Best Credit Card.Beginners
Methodology

How we cover credit cards.

We're an independent editorial site. No bank affiliation, no ranked product lists, no fabricated APRs or sign-up bonuses. Here's exactly how we research, write, and maintain this guide.

What we will publish

  • Categorical guidance. “Secured cards typically charge $0 annual fees and require a $200 deposit.” That's a category statement, not a product claim.
  • Comparison tables that note “verify with issuer.” We name cards and give general structural facts (issuer, category, whether ITIN is accepted), but for live numbers we link out.
  • Process explainers. How a hard inquiry works, how secured-card graduation works, how to read your statement. This content doesn't change quickly and we own the depth on it.
  • Pathway-specific advice. A 19-year-old college student and a 35-year-old immigrant need different guidance. We separate.

What we will not publish

  • Specific APRs or sign-up bonuses. These change quarterly. Publishing a static APR on a static page is misinformation by the time the page is six months old. We link to the issuer instead.
  • Ranked “best card 2026” lists. Rankings imply we've evaluated every card on equal terms. We haven't.

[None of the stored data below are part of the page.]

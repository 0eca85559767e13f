use ab_glyph::{FontVec, PxScale};
use image::{DynamicImage, Rgb, RgbImage};
use imageproc::drawing;
use imageproc::point::Point;
use imageproc::rect::Rect;

const ANNOTATION_COLOR: Rgb<u8> = Rgb([0, 255, 0]);
const TEXT_SCALE: f32 = 24.0;
const TEXT_OFFSET: i32 = 60;

/// Draw the accepted plate boundary and its recognized text onto a copy of
/// the original image. The rectangle spans the polygon's first and third
/// vertex as opposite corners; text is drawn below it when a font is given.
/// The source image is never touched.
pub fn annotate(
    image: &DynamicImage,
    polygon: &[Point<i32>],
    text: &str,
    font: Option<&FontVec>,
) -> RgbImage {
    let mut canvas = image.to_rgb8();
    if polygon.len() < 3 {
        return canvas;
    }
    let (a, b) = (polygon[0], polygon[2]);
    let x = a.x.min(b.x);
    let y = a.y.min(b.y);
    let width = (a.x - b.x).abs().max(1) as u32;
    let height = (a.y - b.y).abs().max(1) as u32;
    let rect = Rect::at(x, y).of_size(width, height);
    drawing::draw_hollow_rect_mut(&mut canvas, rect, ANNOTATION_COLOR);
    if let Some(font) = font {
        let scale = PxScale::from(TEXT_SCALE);
        drawing::draw_text_mut(
            &mut canvas,
            ANNOTATION_COLOR,
            x,
            y + height as i32 + TEXT_OFFSET,
            scale,
            font,
            text,
        );
    }
    canvas
}

/// Enclosed area of a closed boundary by the shoelace formula.
pub fn contour_area(points: &[Point<i32>]) -> f64 {
    if points.len() < 3 {
        return 0.0;
    }
    let mut doubled = 0i64;
    for (i, p) in points.iter().enumerate() {
        let q = points[(i + 1) % points.len()];
        doubled += p.x as i64 * q.y as i64 - q.x as i64 * p.y as i64;
    }
    doubled.abs() as f64 / 2.0
}
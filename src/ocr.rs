//! Text recognition seam. The pipeline treats OCR as an external
//! collaborator: pixels in, ordered text spans out.

use image::GrayImage;
use imageproc::point::Point;
use rusty_tesseract::{Args, Image as TessImage};

use crate::error::PlateError;

/// One detection returned by the collaborator. `confidence` is in [0, 1].
#[derive(Debug, Clone)]
pub struct TextSpan {
    pub region: Vec<Point<i32>>,
    pub text: String,
    pub confidence: f32,
}

/// An OCR engine the pipeline can hand a crop to. Implementations are meant
/// to be constructed once and reused across pipeline runs; model loading is
/// the expensive part, recognition is per-image.
pub trait TextRecognizer {
    fn recognize(&self, image: &GrayImage) -> Result<Vec<TextSpan>, PlateError>;
}

/// Concatenate the collaborator's spans into a single string, each span's
/// text followed by a single space, in detection order. No confidence
/// thresholding, no re-sorting. An empty result is an empty string.
pub fn extract_text<R: TextRecognizer>(
    crop: &GrayImage,
    engine: &R,
) -> Result<String, PlateError> {
    let spans = engine.recognize(crop)?;
    let mut text = String::new();
    for span in spans {
        text.push_str(&span.text);
        text.push(' ');
    }
    Ok(text)
}

/// Tesseract-backed recognizer, fixed to English.
///
/// The crop is staged as a PNG for the tesseract process; word-level rows of
/// its TSV output become spans, with the reported box as a rectangular
/// region and the percent confidence scaled to [0, 1].
pub struct TesseractRecognizer {
    args: Args,
}

impl TesseractRecognizer {

    pub fn new() -> Self {
        let args = Args {
            lang: "eng".to_string(),
            ..Args::default()
        };
        Self { args }
    }
}

impl TextRecognizer for TesseractRecognizer {

    fn recognize(&self, image: &GrayImage) -> Result<Vec<TextSpan>, PlateError> {
        let dir = tempfile::tempdir()?;
        let path = dir.path().join("crop.png");
        image.save(&path)?;

        let tess_image = TessImage::from_path(&path)?;
        let output = rusty_tesseract::image_to_data(&tess_image, &self.args)?;
        let spans = output
            .data
            .into_iter()
            .filter(|d| d.conf >= 0.0 && !d.text.trim().is_empty())
            .map(|d| {
                let (x, y, w, h) = (d.left, d.top, d.width, d.height);
                TextSpan {
                    region: vec![
                        Point::new(x, y),
                        Point::new(x + w, y),
                        Point::new(x + w, y + h),
                        Point::new(x, y + h),
                    ],
                    text: d.text,
                    confidence: (d.conf / 100.0).max(0.0).min(1.0),
                }
            })
            .collect();
        Ok(spans)
    }
}
//! The geometric plate-localization pipeline: edge map, contour candidates,
//! quadrilateral selection, mask and crop.
//!
//! Coordinate convention throughout: row = y, col = x.

use image::{imageops, DynamicImage, GrayImage, Luma};
use imageproc::contours::find_contours;
use imageproc::drawing;
use imageproc::edges::canny;
use imageproc::filter::bilateral_filter;
use imageproc::geometry::approximate_polygon_dp;
use imageproc::point::Point;
use log::debug;

use std::cmp::Ordering;

use crate::error::{PlateError, PlateErrorKind};
use crate::utils;

const BILATERAL_WINDOW: u32 = 11;
const BILATERAL_SIGMA_COLOR: f32 = 17.0;
const BILATERAL_SIGMA_SPATIAL: f32 = 17.0;
const CANNY_LOW: f32 = 30.0;
const CANNY_HIGH: f32 = 200.0;
const MAX_CONTOURS: usize = 10;
const SIMPLIFY_TOLERANCE: f64 = 10.0;
// fraction of each polygon side skipped at both ends when collecting
// support points for the corner refinement line fits
const EDGE_SUPPORT_MARGIN: f64 = 0.2;

/// Minimal axis-aligned rectangle covering the "inside" samples of a mask.
/// Coordinates are inclusive and lie within the mask's dimensions.
#[derive(Debug, Clone, Copy, PartialEq, Eq)]
pub struct BoundingBox {
    pub row_min: u32,
    pub row_max: u32,
    pub col_min: u32,
    pub col_max: u32,
}

impl BoundingBox {
    pub fn width(&self) -> u32 {
        self.col_max - self.col_min + 1
    }

    pub fn height(&self) -> u32 {
        self.row_max - self.row_min + 1
    }
}

/// Convert the image to grayscale and produce a binary edge map from it.
///
/// The bilateral filter suppresses sensor noise without blurring the plate
/// border, then a two-threshold Canny detector with hysteresis linking keeps
/// connected strong edges whole. Returns `(edge_map, grayscale)`; both share
/// the source dimensions.
pub fn build_edge_map(image: &DynamicImage) -> (GrayImage, GrayImage) {
    let gray = image.to_luma8();
    let filtered = bilateral_filter(
        &gray,
        BILATERAL_WINDOW,
        BILATERAL_SIGMA_COLOR,
        BILATERAL_SIGMA_SPATIAL,
    );
    let edges = canny(&filtered, CANNY_LOW, CANNY_HIGH);
    (edges, gray)
}

/// Trace all closed boundaries in the edge map and keep the 10 largest by
/// enclosed area, largest first. Hierarchy relationships are discarded;
/// contours with fewer than 3 points enclose nothing and are dropped.
pub fn extract_contours(edge_map: &GrayImage) -> Vec<Vec<Point<i32>>> {
    let mut candidates: Vec<(Vec<Point<i32>>, f64)> = find_contours::<i32>(edge_map)
        .into_iter()
        .map(|c| c.points)
        .filter(|points| points.len() >= 3)
        .map(|points| {
            let area = utils::contour_area(&points);
            (points, area)
        })
        .collect();
    candidates.sort_by(|a, b| b.1.partial_cmp(&a.1).unwrap_or(Ordering::Equal));
    candidates.truncate(MAX_CONTOURS);
    debug!("retained {} candidate contours", candidates.len());
    candidates.into_iter().map(|(points, _)| points).collect()
}

/// Simplify each contour in the given (largest-first) order and return the
/// first one that reduces to exactly 4 vertices, taken as the plate corners.
///
/// Fails with `NoQuadrilateralFound` when no candidate qualifies; the run
/// cannot continue for this image.
pub fn select_quadrilateral(
    contours: &[Vec<Point<i32>>],
) -> Result<Vec<Point<i32>>, PlateError> {
    for contour in contours {
        let polygon = approximate_polygon_dp(contour, SIMPLIFY_TOLERANCE, true);
        if polygon.len() == 4 {
            let polygon = refine_corners(contour, &polygon);
            debug!("selected quadrilateral {:?}", polygon);
            return Ok(polygon);
        }
    }
    Err(PlateErrorKind::NoQuadrilateralFound.into())
}

// A traced edge is rounded at corners, so simplification can place a vertex
// a few pixels off the true corner. Each side's straight interior is fitted
// with a total-least-squares line and adjacent lines are intersected; a side
// without enough support keeps its simplified vertex.
fn refine_corners(contour: &[Point<i32>], polygon: &[Point<i32>]) -> Vec<Point<i32>> {
    let n = polygon.len();
    let lines: Vec<Option<EdgeLine>> = (0..n)
        .map(|i| edge_line(contour, polygon[i], polygon[(i + 1) % n]))
        .collect();
    (0..n)
        .map(|i| match (&lines[(i + n - 1) % n], &lines[i]) {
            (Some(prev), Some(next)) => prev.intersect(next).unwrap_or(polygon[i]),
            _ => polygon[i],
        })
        .collect()
}

// Infinite line as a point and a unit direction.
struct EdgeLine {
    x: f64,
    y: f64,
    dx: f64,
    dy: f64,
}

impl EdgeLine {
    fn intersect(&self, other: &EdgeLine) -> Option<Point<i32>> {
        let det = self.dx * other.dy - self.dy * other.dx;
        if det.abs() < 1e-6 {
            return None;
        }
        let t = ((other.x - self.x) * other.dy - (other.y - self.y) * other.dx) / det;
        let x = self.x + t * self.dx;
        let y = self.y + t * self.dy;
        Some(Point::new(x.round() as i32, y.round() as i32))
    }
}

// Fit a line to the contour points supporting the polygon side a -> b,
// skipping the rounded ends. The principal axis of the point scatter handles
// vertical sides without a special case.
fn edge_line(contour: &[Point<i32>], a: Point<i32>, b: Point<i32>) -> Option<EdgeLine> {
    let (ax, ay) = (a.x as f64, a.y as f64);
    let (ex, ey) = (b.x as f64 - ax, b.y as f64 - ay);
    let len2 = ex * ex + ey * ey;
    if len2 == 0.0 {
        return None;
    }
    let len = len2.sqrt();
    let support: Vec<(f64, f64)> = contour
        .iter()
        .filter_map(|p| {
            let (px, py) = (p.x as f64 - ax, p.y as f64 - ay);
            let t = (px * ex + py * ey) / len2;
            if t < EDGE_SUPPORT_MARGIN || t > 1.0 - EDGE_SUPPORT_MARGIN {
                return None;
            }
            if (px * ey - py * ex).abs() / len > SIMPLIFY_TOLERANCE {
                return None;
            }
            Some((p.x as f64, p.y as f64))
        })
        .collect();
    if support.len() < 2 {
        return None;
    }
    let inv = 1.0 / support.len() as f64;
    let mx = support.iter().map(|p| p.0).sum::<f64>() * inv;
    let my = support.iter().map(|p| p.1).sum::<f64>() * inv;
    let (mut sxx, mut sxy, mut syy) = (0.0, 0.0, 0.0);
    for &(x, y) in &support {
        let (ux, uy) = (x - mx, y - my);
        sxx += ux * ux;
        sxy += ux * uy;
        syy += uy * uy;
    }
    if sxx + syy == 0.0 {
        return None;
    }
    let theta = 0.5 * (2.0 * sxy).atan2(sxx - syy);
    Some(EdgeLine { x: mx, y: my, dx: theta.cos(), dy: theta.sin() })
}

/// Rasterize the quadrilateral into a fresh mask, scan the mask for its
/// bounding box and crop the grayscale image to it (bounds inclusive).
///
/// Deriving the crop from filled pixels rather than the vertex coordinates
/// keeps slightly non-convex or rotated quadrilaterals inside the crop, at
/// the cost of a full-image scan.
pub fn extract_crop(
    polygon: &[Point<i32>],
    gray: &GrayImage,
) -> Result<GrayImage, PlateError> {
    // A polygon whose endpoints coincide cannot be rasterized.
    if polygon.len() < 3 || polygon.first() == polygon.last() {
        return Err(PlateErrorKind::EmptyMaskRegion.into());
    }
    let mut mask = GrayImage::new(gray.width(), gray.height());
    drawing::draw_polygon_mut(&mut mask, polygon, Luma([255u8]));
    let bounds = mask_bounds(&mask)?;
    debug!("plate bounding box {:?}", bounds);
    let crop = imageops::crop_imm(
        gray,
        bounds.col_min,
        bounds.row_min,
        bounds.width(),
        bounds.height(),
    )
    .to_image();
    Ok(crop)
}

/// Min/max row and column of all non-zero samples in the mask.
/// A mask with no inside samples fails with `EmptyMaskRegion`.
pub fn mask_bounds(mask: &GrayImage) -> Result<BoundingBox, PlateError> {
    let mut bounds: Option<BoundingBox> = None;
    for (col, row, pixel) in mask.enumerate_pixels() {
        if pixel.0[0] == 0 {
            continue;
        }
        match bounds.as_mut() {
            Some(b) => {
                b.row_min = b.row_min.min(row);
                b.row_max = b.row_max.max(row);
                b.col_min = b.col_min.min(col);
                b.col_max = b.col_max.max(col);
            }
            None => {
                bounds = Some(BoundingBox {
                    row_min: row,
                    row_max: row,
                    col_min: col,
                    col_max: col,
                });
            }
        }
    }
    bounds.ok_or_else(|| PlateErrorKind::EmptyMaskRegion.into())
}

Most ranked lists are commercial decisions, not editorial ones.
  • Editorial “star ratings.” Same reason as rankings. Star ratings on cards are typically a commercial scoring rubric dressed up as editorial.
  • Affiliate-conversion-driven layouts. Big “Apply now” buttons next to every card recommendation push the reader toward a transaction. We push toward decision quality.

Where we get our information

  • Issuer websites. The primary source of truth for card terms. We link directly when discussing specific products.
  • CFPB credit-card agreement database. The Consumer Financial Protection Bureau publishes the full text of every US credit-card agreement. consumerfinance.gov/credit-cards/agreements is the authoritative public record.
  • Federal statute. The CARD Act of 2009, Truth in Lending Act, Fair Credit Billing Act, Fair Credit Reporting Act. These are the legal frameworks for everything we describe.
  • FICO and VantageScore documentation. Public scoring methodology documents from the score creators.

Affiliate disclosure

Some links on this site may be affiliate links. If you click through and apply for a card, we may earn a referral commission at no cost to you. Commissions do not influence our editorial recommendations.

We don't accept payment for placement. We don't accept payment to feature specific cards. The site's editorial structure, pathways, approval guidance, post-approval education, is built around what beginners need, not around which card pays the most commission.

Update cadence

We review this guide quarterly and update specific pages when issuer terms change in ways that affect the structural advice. We do not chase APR fluctuations because they're not the value we provide. The freshness stamp at the bottom of every page reflects the most-recent verification date.

Corrections policy

If you spot a factual error, please email [email protected]. We aim to correct verified errors within seven days and we date the change at the foot of the affected page.